*** INFORMATION GIVEN ***
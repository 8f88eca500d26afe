//! Trend analysis over recent snapshot history.
//!
//! Ported from the reference monitoring tool's trend analyzer: the most
//! recent window of samples is compared against the window immediately
//! before it, and a direction is assigned per metric based on the percentage
//! change between the two window averages.

use crate::snapshot::TierSnapshot;

/// Direction a metric moved between the previous and current window.
#[derive(Debug, Clone, Copy, PartialEq, Eq)]
pub enum Direction {
    Improving,
    Degrading,
    Stable,
}

/// A metric's windowed average in the previous and current period, and the
/// direction implied by the change between them.
#[derive(Debug, Clone, Copy)]
pub struct MetricTrend {
    pub previous_avg: f64,
    pub current_avg: f64,
    pub direction: Direction,
}

/// Minimum fractional change between windows to call a metric "improving" or
/// "degrading" rather than "stable". Matches the reference tool's 5% noise
/// floor.
const STABILITY_EPSILON: f64 = 0.05;

fn trend_for(previous_avg: f64, current_avg: f64, higher_is_better: bool) -> MetricTrend {
    let direction = if previous_avg == 0.0 {
        Direction::Stable
    } else {
        let change = (current_avg - previous_avg) / previous_avg;
        if change.abs() < STABILITY_EPSILON {
            Direction::Stable
        } else if (change > 0.0) == higher_is_better {
            Direction::Improving
        } else {
            Direction::Degrading
        }
    };
    MetricTrend {
        previous_avg,
        current_avg,
        direction,
    }
}

/// A comparison of the last `window` samples against the `window` samples
/// before them.
#[derive(Debug, Clone, Copy)]
pub struct TrendReport {
    pub aggregate_hit_rate: MetricTrend,
    pub aggregate_latency: MetricTrend,
    pub l1_hit_rate: MetricTrend,
    pub l2_hit_rate: MetricTrend,
}

fn window_avg(samples: &[TierSnapshot], f: impl Fn(&TierSnapshot) -> f64) -> f64 {
    if samples.is_empty() {
        return 0.0;
    }
    samples.iter().map(f).sum::<f64>() / samples.len() as f64
}

/// Builds a trend report from snapshot history, newest last. Returns `None`
/// if there are fewer than `2 * window` samples to compare.
pub fn analyze(history: &[TierSnapshot], window: usize) -> Option<TrendReport> {
    if history.len() < window * 2 || window == 0 {
        return None;
    }
    let current = &history[history.len() - window..];
    let previous = &history[history.len() - window * 2..history.len() - window];

    Some(TrendReport {
        aggregate_hit_rate: trend_for(
            window_avg(previous, TierSnapshot::aggregate_hit_rate),
            window_avg(current, TierSnapshot::aggregate_hit_rate),
            true,
        ),
        aggregate_latency: trend_for(
            window_avg(previous, TierSnapshot::aggregate_latency_ms),
            window_avg(current, TierSnapshot::aggregate_latency_ms),
            false,
        ),
        l1_hit_rate: trend_for(
            window_avg(previous, |s| s.l1.hit_rate),
            window_avg(current, |s| s.l1.hit_rate),
            true,
        ),
        l2_hit_rate: trend_for(
            window_avg(previous, |s| s.l2.hit_rate),
            window_avg(current, |s| s.l2.hit_rate),
            true,
        ),
    })
}

/// Generates human-readable optimization suggestions from a trend report,
/// the same cases the reference analyzer flags: degrading hit rates suggest
/// warming or TTL tuning, degrading latency suggests capacity or breaker
/// review.
pub fn recommendations(report: &TrendReport) -> Vec<String> {
    let mut out = Vec::new();

    if report.aggregate_hit_rate.direction == Direction::Degrading {
        out.push(
            "Aggregate hit rate is degrading; consider widening predictive warming coverage \
             or increasing TTLs for frequently-accessed key types."
                .to_string(),
        );
    }
    if report.l1_hit_rate.direction == Direction::Degrading {
        out.push(
            "L1 hit rate is degrading; consider increasing L1 capacity or reviewing eviction \
             policy."
                .to_string(),
        );
    }
    if report.l2_hit_rate.direction == Direction::Degrading {
        out.push(
            "L2 hit rate is degrading; check for circuit breaker trips or upstream L2 \
             instability."
                .to_string(),
        );
    }
    if report.aggregate_latency.direction == Direction::Degrading {
        out.push(
            "Aggregate latency is degrading; check tier capacity and recent circuit breaker \
             activity before it crosses the alert threshold."
                .to_string(),
        );
    }
    if out.is_empty() {
        out.push("No degrading trends detected; current configuration appears stable.".to_string());
    }
    out
}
*** End of INFORMATION GIVEN ***
Return, unchanged, the run of lines above that opens with the line containing "return None;" and closes with the line containing "hit rates suggest". Include both.

◆ **YOUR RESPONSE**
        return None;
    }
    let current = &history[history.len() - window..];
    let previous = &history[history.len() - window * 2..history.len() - window];

    Some(TrendReport {
        aggregate_hit_rate: trend_for(
            window_avg(previous, TierSnapshot::aggregate_hit_rate),
            window_avg(current, TierSnapshot::aggregate_hit_rate),
            true,
        ),
        aggregate_latency: trend_for(
            window_avg(previous, TierSnapshot::aggregate_latency_ms),
            window_avg(current, TierSnapshot::aggregate_latency_ms),
            false,
        ),
        l1_hit_rate: trend_for(
            window_avg(previous, |s| s.l1.hit_rate),
            window_avg(current, |s| s.l1.hit_rate),
            true,
        ),
        l2_hit_rate: trend_for(
            window_avg(previous, |s| s.l2.hit_rate),
            window_avg(current, |s| s.l2.hit_rate),
            true,
        ),
    })
}

/// Generates human-readable optimization suggestions from a trend report,
/// the same cases the reference analyzer flags: degrading hit rates suggest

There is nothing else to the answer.